**Supplied data:**
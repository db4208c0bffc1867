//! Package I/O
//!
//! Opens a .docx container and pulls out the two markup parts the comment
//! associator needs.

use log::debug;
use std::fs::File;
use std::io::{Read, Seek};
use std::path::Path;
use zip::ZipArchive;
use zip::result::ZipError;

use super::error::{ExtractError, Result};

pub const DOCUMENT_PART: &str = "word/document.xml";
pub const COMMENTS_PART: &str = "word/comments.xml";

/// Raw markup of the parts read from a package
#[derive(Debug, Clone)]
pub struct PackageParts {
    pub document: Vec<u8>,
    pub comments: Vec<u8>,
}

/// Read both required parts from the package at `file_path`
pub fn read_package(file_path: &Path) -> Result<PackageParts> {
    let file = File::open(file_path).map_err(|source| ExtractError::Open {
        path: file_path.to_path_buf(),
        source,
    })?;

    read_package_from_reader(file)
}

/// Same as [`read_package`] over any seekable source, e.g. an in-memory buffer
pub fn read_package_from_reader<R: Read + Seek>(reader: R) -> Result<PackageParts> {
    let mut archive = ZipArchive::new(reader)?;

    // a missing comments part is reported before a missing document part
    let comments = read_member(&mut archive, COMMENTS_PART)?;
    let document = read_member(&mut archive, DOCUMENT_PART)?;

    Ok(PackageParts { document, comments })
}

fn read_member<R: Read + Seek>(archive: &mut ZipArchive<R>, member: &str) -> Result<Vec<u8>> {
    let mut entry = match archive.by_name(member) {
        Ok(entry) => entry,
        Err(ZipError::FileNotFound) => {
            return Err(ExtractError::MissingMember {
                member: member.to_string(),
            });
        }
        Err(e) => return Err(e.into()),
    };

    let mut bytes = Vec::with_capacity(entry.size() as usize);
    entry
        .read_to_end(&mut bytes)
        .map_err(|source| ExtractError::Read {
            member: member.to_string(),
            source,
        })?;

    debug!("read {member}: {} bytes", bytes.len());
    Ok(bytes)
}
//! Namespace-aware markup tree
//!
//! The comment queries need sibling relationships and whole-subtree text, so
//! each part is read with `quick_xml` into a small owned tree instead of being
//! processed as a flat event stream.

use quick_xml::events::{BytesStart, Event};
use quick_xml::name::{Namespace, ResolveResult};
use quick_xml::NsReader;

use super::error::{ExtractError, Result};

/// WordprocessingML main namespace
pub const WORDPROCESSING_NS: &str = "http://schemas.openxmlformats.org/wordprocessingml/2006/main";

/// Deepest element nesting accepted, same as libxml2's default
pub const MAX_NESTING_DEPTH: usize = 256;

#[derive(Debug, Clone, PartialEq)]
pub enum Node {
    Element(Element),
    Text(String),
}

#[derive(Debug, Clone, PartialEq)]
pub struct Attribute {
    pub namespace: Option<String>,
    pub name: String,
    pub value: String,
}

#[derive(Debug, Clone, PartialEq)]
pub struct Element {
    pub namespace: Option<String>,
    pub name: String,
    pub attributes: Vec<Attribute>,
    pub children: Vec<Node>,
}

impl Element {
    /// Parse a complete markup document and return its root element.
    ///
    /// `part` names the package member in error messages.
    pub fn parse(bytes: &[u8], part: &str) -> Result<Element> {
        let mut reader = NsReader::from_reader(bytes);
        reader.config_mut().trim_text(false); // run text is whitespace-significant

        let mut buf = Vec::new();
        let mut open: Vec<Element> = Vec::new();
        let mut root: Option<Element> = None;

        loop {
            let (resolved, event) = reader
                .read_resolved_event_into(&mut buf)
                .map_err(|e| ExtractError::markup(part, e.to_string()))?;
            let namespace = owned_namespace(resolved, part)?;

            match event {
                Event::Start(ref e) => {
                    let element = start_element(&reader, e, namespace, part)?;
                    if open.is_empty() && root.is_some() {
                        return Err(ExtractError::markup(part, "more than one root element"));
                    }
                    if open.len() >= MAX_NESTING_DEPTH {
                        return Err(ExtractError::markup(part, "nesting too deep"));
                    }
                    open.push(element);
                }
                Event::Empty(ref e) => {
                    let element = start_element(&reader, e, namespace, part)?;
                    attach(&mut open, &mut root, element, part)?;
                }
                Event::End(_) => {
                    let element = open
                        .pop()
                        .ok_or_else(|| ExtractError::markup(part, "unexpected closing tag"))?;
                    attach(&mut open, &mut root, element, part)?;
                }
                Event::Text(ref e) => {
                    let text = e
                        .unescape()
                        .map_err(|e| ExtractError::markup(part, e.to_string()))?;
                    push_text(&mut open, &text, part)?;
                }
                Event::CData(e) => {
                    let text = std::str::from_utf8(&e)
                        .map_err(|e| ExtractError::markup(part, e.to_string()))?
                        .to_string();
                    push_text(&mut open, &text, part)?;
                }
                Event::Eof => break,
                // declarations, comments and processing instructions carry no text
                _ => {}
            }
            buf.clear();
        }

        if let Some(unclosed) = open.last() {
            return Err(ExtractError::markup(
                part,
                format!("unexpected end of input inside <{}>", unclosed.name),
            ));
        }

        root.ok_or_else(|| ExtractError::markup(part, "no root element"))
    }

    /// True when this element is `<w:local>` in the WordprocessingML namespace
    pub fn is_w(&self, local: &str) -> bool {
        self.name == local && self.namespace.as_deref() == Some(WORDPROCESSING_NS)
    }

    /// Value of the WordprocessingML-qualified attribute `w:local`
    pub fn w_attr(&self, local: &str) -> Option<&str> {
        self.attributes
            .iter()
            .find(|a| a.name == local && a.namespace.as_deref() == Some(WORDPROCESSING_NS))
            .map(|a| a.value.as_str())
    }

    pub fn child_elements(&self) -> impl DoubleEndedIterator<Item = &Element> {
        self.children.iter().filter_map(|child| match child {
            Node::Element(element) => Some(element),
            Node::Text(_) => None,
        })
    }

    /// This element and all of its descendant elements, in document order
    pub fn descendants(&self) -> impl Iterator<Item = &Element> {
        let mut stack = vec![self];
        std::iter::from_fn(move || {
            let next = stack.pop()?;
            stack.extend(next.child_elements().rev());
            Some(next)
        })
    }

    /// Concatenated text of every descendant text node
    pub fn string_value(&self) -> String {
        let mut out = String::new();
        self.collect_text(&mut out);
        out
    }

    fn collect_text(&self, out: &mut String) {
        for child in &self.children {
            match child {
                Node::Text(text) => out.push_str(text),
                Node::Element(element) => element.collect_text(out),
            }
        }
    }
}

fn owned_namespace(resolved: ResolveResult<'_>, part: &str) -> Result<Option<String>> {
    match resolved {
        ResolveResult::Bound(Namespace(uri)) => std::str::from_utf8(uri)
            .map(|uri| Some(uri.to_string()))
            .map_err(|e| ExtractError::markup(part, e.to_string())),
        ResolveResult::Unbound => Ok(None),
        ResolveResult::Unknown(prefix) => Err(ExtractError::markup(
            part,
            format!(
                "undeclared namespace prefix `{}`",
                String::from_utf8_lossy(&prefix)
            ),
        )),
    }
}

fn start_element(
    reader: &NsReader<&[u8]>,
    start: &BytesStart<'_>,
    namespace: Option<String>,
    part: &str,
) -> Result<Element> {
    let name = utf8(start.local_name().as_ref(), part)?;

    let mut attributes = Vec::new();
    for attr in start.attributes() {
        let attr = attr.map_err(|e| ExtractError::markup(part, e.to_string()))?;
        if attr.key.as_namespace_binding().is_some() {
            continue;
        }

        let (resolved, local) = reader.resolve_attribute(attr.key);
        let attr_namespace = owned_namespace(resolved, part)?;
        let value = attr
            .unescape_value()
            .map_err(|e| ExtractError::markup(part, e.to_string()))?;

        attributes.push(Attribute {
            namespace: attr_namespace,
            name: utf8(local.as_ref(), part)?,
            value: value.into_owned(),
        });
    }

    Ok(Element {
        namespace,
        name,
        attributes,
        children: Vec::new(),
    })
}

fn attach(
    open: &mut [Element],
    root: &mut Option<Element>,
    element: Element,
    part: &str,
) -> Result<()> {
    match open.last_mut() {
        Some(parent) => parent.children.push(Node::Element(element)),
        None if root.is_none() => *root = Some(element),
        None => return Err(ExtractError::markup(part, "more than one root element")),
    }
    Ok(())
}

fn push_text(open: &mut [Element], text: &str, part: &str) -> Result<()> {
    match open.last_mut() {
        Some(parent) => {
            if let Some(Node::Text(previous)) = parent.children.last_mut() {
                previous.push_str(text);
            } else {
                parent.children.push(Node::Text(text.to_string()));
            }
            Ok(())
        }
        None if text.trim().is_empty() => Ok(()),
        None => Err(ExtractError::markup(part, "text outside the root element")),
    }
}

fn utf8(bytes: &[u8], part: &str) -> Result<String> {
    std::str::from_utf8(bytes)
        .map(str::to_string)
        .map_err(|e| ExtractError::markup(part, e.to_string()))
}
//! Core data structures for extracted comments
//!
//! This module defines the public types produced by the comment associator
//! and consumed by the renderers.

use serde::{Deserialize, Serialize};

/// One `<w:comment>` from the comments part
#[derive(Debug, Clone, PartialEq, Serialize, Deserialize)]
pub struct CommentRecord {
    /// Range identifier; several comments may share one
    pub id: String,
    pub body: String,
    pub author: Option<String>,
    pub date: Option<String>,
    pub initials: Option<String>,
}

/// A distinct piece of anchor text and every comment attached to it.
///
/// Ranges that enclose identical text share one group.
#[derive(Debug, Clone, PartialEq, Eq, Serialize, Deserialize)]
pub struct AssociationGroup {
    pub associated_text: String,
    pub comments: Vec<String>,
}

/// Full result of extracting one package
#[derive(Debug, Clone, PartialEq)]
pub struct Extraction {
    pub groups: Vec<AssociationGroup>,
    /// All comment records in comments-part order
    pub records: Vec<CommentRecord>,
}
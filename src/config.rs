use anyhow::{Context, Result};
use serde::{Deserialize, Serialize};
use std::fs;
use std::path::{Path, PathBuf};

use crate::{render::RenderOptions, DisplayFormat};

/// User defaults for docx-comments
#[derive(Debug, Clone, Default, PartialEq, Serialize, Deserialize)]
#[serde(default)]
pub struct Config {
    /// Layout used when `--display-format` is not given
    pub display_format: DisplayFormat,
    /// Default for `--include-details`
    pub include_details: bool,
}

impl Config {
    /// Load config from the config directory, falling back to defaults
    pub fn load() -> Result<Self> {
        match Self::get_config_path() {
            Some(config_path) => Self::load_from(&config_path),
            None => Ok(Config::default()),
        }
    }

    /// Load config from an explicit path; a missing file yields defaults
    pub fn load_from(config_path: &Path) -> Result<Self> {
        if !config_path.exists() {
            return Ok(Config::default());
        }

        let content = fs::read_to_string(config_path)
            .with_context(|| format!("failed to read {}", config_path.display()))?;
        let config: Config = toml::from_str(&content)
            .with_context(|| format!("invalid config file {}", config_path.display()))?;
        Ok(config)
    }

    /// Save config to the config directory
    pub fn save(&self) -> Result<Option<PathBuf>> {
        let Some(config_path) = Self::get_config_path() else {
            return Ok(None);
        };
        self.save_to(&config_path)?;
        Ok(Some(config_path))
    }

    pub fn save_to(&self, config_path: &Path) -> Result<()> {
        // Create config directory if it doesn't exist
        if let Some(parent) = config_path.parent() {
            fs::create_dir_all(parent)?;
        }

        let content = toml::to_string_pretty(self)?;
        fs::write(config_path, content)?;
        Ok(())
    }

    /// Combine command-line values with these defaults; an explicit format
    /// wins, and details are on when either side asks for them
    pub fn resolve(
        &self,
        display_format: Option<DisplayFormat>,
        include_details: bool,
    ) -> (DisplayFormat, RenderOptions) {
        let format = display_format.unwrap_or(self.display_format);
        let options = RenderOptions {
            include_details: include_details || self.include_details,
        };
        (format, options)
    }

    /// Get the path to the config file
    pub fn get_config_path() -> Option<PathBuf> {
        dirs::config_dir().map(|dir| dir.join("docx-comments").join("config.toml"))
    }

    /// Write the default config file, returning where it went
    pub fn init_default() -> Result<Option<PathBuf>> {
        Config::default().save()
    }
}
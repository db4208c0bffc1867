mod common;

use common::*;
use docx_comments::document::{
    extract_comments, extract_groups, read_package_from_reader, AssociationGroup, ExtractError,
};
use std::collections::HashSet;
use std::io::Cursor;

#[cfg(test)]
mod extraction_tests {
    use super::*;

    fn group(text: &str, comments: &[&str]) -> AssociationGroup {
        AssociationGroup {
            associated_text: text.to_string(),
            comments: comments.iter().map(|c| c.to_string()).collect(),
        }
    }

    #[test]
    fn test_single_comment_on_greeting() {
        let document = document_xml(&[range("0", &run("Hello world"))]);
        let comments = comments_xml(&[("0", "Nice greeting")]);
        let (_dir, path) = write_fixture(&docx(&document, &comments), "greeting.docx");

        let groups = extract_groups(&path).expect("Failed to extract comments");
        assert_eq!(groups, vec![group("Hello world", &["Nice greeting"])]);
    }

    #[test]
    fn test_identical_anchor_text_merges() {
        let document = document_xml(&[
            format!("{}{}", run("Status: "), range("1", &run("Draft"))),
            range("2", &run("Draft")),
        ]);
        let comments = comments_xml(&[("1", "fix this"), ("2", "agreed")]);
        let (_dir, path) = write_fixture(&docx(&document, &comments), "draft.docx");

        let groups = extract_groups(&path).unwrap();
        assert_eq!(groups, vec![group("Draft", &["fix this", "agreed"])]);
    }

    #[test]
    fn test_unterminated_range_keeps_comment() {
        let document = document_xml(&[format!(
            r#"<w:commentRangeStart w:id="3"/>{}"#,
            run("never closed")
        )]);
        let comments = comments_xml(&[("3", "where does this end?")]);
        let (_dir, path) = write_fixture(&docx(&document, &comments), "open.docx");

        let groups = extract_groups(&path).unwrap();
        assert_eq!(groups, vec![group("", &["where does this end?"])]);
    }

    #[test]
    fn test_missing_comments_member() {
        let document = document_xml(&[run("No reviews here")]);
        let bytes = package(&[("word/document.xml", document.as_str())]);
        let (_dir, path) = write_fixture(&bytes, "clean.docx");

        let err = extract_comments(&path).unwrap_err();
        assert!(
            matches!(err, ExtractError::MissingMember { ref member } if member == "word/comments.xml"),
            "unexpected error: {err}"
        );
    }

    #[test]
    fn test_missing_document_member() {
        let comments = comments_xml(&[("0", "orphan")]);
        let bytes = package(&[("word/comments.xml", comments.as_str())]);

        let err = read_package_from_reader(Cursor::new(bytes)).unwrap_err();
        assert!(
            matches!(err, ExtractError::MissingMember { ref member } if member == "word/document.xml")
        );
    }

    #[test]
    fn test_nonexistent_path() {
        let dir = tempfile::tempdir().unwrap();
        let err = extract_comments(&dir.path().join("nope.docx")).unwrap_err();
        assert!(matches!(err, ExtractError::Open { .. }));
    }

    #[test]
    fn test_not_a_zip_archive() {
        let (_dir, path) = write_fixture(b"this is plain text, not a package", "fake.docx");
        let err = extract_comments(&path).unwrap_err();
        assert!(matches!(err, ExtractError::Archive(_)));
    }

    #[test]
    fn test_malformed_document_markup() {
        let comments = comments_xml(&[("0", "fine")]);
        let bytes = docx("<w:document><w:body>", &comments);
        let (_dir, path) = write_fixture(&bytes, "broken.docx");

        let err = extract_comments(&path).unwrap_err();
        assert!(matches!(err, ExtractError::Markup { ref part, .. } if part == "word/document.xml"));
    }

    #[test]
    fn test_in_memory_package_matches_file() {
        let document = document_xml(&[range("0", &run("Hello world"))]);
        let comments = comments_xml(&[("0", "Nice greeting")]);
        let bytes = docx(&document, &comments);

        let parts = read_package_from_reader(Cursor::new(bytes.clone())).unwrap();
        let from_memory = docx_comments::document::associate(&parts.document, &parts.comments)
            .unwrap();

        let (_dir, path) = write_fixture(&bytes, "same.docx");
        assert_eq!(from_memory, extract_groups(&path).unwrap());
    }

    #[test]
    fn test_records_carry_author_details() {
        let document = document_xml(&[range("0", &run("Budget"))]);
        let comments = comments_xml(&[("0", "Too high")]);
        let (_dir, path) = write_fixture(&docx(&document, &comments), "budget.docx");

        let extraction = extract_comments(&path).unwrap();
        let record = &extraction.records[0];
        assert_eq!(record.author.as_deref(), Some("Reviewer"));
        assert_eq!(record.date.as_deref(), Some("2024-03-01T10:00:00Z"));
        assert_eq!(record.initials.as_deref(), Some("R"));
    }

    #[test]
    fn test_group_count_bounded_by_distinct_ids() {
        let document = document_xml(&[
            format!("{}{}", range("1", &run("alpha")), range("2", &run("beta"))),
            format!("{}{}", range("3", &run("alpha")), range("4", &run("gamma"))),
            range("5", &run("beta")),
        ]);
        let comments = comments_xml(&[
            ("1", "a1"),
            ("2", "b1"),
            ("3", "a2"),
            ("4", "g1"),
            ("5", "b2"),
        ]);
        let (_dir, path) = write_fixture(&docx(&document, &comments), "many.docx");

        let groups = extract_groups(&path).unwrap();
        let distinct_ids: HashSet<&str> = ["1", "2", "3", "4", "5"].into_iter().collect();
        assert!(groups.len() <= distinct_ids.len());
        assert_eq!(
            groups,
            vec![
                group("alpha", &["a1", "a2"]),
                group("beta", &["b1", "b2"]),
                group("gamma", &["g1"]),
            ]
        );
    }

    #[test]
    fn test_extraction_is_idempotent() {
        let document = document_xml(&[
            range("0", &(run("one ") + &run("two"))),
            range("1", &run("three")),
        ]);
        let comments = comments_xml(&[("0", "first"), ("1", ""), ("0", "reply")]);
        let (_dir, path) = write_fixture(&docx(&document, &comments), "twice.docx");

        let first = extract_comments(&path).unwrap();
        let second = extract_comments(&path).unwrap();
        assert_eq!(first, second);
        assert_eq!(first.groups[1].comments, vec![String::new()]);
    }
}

**Task requirements:** Lines with "join" in the listing above: count them and give the total, nothing else.

**Your response:** 2